The central bank lowered its key rate to a range of between zero and 0.1 percent in its first such move since it set the rate of 0.1 percent at the height of the financial crisis in December 2008.
It also announced an asset purchase scheme in an expansion of its efforts to combat the harmful strength of the yen and beat persistent deflation, having faced increasing government pressure to do more to boost the economy.
“It was a quite positive surprise,” said Masumi Yamamoto, equity market analyst at Daiwa Securities Capital Market.
“This signalled the Bank of Japan bowed to pressure from the government and took all the possible measures, which may actually create a new concern that the BoJ has no card left to play in its hands,” Yamamoto said.
In a unanimous vote, the central bank said it would “maintain the virtually zero interest rate policy until it judges... that price stability is in sight”.
It added that it would examine establishing a temporary fund to buy around 5 trillion yen (60 billion dollars) in financial assets such as government bonds, commercial paper, corporate bonds and exchange traded funds.
It had earlier expanded a loan scheme enabling banks to borrow a total of 30 trillion yen from the central bank for a maximum of six months against pooled collateral.
“Although Japan’s economy still shows signs of moderate recovery, the pace of recovery is slowing down partly due to the slowdown in overseas economies and the effects of the yen’s appreciation on business sentiment,” it said.
The benchmark Nikkei share index jumped by around 1.0 percent on the surprise decision, and closed up 1.47 percent. The yen weakened to 83.99 against the dollar from 83.55 earlier, before strengthening back to around 83.70.
“The central bank decided on easing measures on a scale and rate much bigger than the market had expected,” said Hideaki Inoue, chief forex manager at Mitsubishi UFJ Trust and Banking Corp.
But he added the greenback’s gains were capped as markets also expect the US Federal Reserve to adopt further easing measures to shore up the US economy, which would soften the dollar and complicate efforts to weaken the yen.
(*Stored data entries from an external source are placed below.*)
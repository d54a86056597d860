use std::{fmt, marker::PhantomData};

use crate::{
    name::OpName,
    perform::{Construct, Perform},
    MissingOperation,
};

/// A generated callable bound to a target type and an operation name.
///
/// Every invocation performs exactly one construction and one operation
/// invocation on the fresh instance; no instance is ever reused between
/// calls, so entry points share no mutable state and are freely usable from
/// multiple threads.
///
/// # Example
///
/// ```
/// use opcall_core::{Construct, EntryPoint, MissingOperation, OpName, Perform};
///
/// struct Doubler {
///     number: i32,
/// }
///
/// impl Construct for Doubler {
///     type Args = i32;
///
///     fn construct(number: i32) -> Self {
///         Self { number }
///     }
/// }
///
/// impl Perform for Doubler {
///     type Output = i32;
///
///     fn perform(self, operation: &OpName) -> Result<i32, MissingOperation> {
///         if operation.as_str() == "call" {
///             Ok(self.number * 2)
///         } else {
///             Err(MissingOperation::new::<Self>(operation.clone()))
///         }
///     }
/// }
///
/// let entry = EntryPoint::<Doubler>::conventional();
/// assert_eq!(entry.call(5).unwrap(), 10);
/// ```
pub struct EntryPoint<T> {
    operation: OpName,
    target: PhantomData<fn(T) -> T>,
}

impl<T> EntryPoint<T>
where
    T: Construct + Perform,
{
    /// Creates an entry point that invokes the given operation.
    #[must_use]
    pub fn of(operation: OpName) -> Self {
        Self {
            operation,
            target: PhantomData,
        }
    }

    /// Creates an entry point for the conventional `call` operation.
    #[must_use]
    pub fn conventional() -> Self {
        Self::of(OpName::CALL)
    }

    /// The operation this entry point invokes after construction.
    #[must_use]
    pub fn operation(&self) -> &OpName {
        &self.operation
    }

    /// Constructs a fresh instance of `T` from the forwarded arguments,
    /// invokes the operation on it with no arguments, and returns the
    /// result verbatim. The instance is discarded afterwards.
    ///
    /// # Errors
    ///
    /// Returns [`MissingOperation`] if `T` does not define the operation.
    pub fn call(&self, args: T::Args) -> Result<T::Output, MissingOperation> {
        T::construct(args).perform(&self.operation)
    }

    /// Converts the entry point into a plain closure with identical
    /// behavior, usable as a first-class function value (for example as the
    /// transform argument of an iterator `map`).
    pub fn into_fn(self) -> impl Fn(T::Args) -> Result<T::Output, MissingOperation> {
        move |args| T::construct(args).perform(&self.operation)
    }
}

impl<T> Clone for EntryPoint<T> {
    fn clone(&self) -> Self {
        Self {
            operation: self.operation.clone(),
            target: PhantomData,
        }
    }
}

impl<T> fmt::Debug for EntryPoint<T> {
    fn fmt(&self, f: &mut fmt::Formatter<'_>) -> fmt::Result {
        f.debug_struct("EntryPoint")
            .field("operation", &self.operation)
            .finish()
    }
}

#[cfg(test)]
mod tests {
    use super::*;

    struct Counter {
        count: i64,
        step: i64,
    }

    impl Construct for Counter {
        type Args = (i64, i64);

        fn construct((start, step): (i64, i64)) -> Self {
            Self { count: start, step }
        }
    }

    impl Perform for Counter {
        type Output = i64;

        fn perform(mut self, operation: &OpName) -> Result<i64, MissingOperation> {
            if operation.as_str() == "increment" {
                self.count += self.step;
                Ok(self.count)
            } else {
                Err(MissingOperation::new::<Self>(operation.clone()))
            }
        }
    }

    #[test]
    fn constructs_a_fresh_instance_per_invocation() {
        let entry = EntryPoint::<Counter>::of(OpName::from_static("increment"));

        // State never carries over between calls.
        assert_eq!(entry.call((0, 1)).unwrap(), 1);
        assert_eq!(entry.call((0, 1)).unwrap(), 1);
        assert_eq!(entry.call((10, 5)).unwrap(), 15);
    }

    #[test]
    fn unknown_operation_surfaces_missing_operation() {
        let entry = EntryPoint::<Counter>::conventional();

        let err = entry.call((0, 1)).unwrap_err();
        assert_eq!(*err.operation(), "call");
        assert_eq!(err.type_name(), "Counter");
    }

    #[test]
    fn into_fn_behaves_like_the_entry_point() {
        let increment = EntryPoint::<Counter>::of(OpName::from_static("increment")).into_fn();

        let results: Vec<_> = [(0, 1), (10, 5), (100, 2)]
            .into_iter()
            .map(|args| increment(args).unwrap())
            .collect();

        assert_eq!(results, [1, 15, 102]);
    }

    #[test]
    fn cloned_entry_points_are_equivalent() {
        let entry = EntryPoint::<Counter>::of(OpName::from_static("increment"));
        let cloned = entry.clone();

        assert_eq!(entry.operation(), cloned.operation());
        assert_eq!(entry.call((3, 4)).unwrap(), cloned.call((3, 4)).unwrap());
    }
}
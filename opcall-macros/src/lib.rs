mod adapt;
mod utils;

use proc_macro::TokenStream;
use syn::parse_macro_input;

/// Adapts a type so "construct, then invoke one operation" becomes a single
/// call, exposed through a generated `{Type}Adapter` companion.
///
/// Apply this attribute to a type's inherent impl block. The block must
/// define a constructor `fn new(...) -> Self`; the attribute argument names
/// the operation to invoke on the freshly constructed instance, given either
/// as an identifier or as text. Omitting it designates the conventional
/// `call` operation.
///
/// When applied, this macro:
///
/// - Re-emits the impl block unchanged.
/// - Implements [`Construct`] from the constructor's signature and
///   [`Perform`] from the designated operation.
/// - Defines a `{Type}Adapter` unit struct whose `call` entry point forwards
///   its arguments to the constructor and invokes the operation on the new
///   instance. A non-conventional operation name adds a second entry point
///   under that exact name; both are generated independently, never by
///   delegation. Every invocation constructs a fresh instance.
///
/// If the designated operation is not defined in the block, the entry points
/// still compile and every invocation returns a [`MissingOperation`] error
/// identifying the operation and the type.
///
/// ## Restrictions
///
/// - The impl block must be inherent (not a trait impl) and non-generic.
/// - Constructor parameters must be owned types.
/// - The designated operation must take no arguments besides its receiver.
///
/// ## Example
///
/// ### Input
///
/// ```ignore
/// #[adapt(print)]
/// impl Printer {
///     pub fn new(message: String) -> Self {
///         Self { message }
///     }
///
///     pub fn print(self) -> String {
///         self.message
///     }
/// }
/// ```
///
/// ### Usage
///
/// ```ignore
/// let a = PrinterAdapter::call("one".into())?;
/// let b = PrinterAdapter::print("two".into())?;
/// let f = PrinterAdapter::entry_point().into_fn();
/// ```
///
/// [`Construct`]: opcall_core::Construct
/// [`Perform`]: opcall_core::Perform
/// [`MissingOperation`]: opcall_core::MissingOperation
#[proc_macro_attribute]
pub fn adapt(attr: TokenStream, item: TokenStream) -> TokenStream {
    let operation = parse_macro_input!(attr as adapt::OperationName);
    let parsed = parse_macro_input!(item as adapt::Parsed);

    parsed
        .expand(operation.ident())
        .unwrap_or_else(syn::Error::into_compile_error)
        .into()
}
Japan stepped into the currency markets in September for the first time since 2004 in a bid to stem the yen’s strength after it hit a 15-year high against the dollar, and has repeatedly warned it is ready to do so again.
The central bank last week said that its quarterly Tankan survey of business confidence was expected to take a pessimistic view of economic conditions by the end of the year as Japan’s recovery weakens.
The strong yen has hurt exporters, making their goods more expensive and eroding companies’ overseas profits when repatriated.
Exports, a crucial driver for Japan’s growth, expanded at their slowest pace this year in August, as the impact of the yen’s strength and austere belt-tightening on overseas demand illustrated the risks threatening recovery.
A strong domestic currency also makes imports cheaper, helping prolong a damaging deflationary cycle where consumers hold off on purchases in the hope of further price drops, clouding future corporate investment.
Japan’s economy expanded by an annualised 1.5 percent in the April-June period, sharply lower than the previous quarter’s 5.0 percent.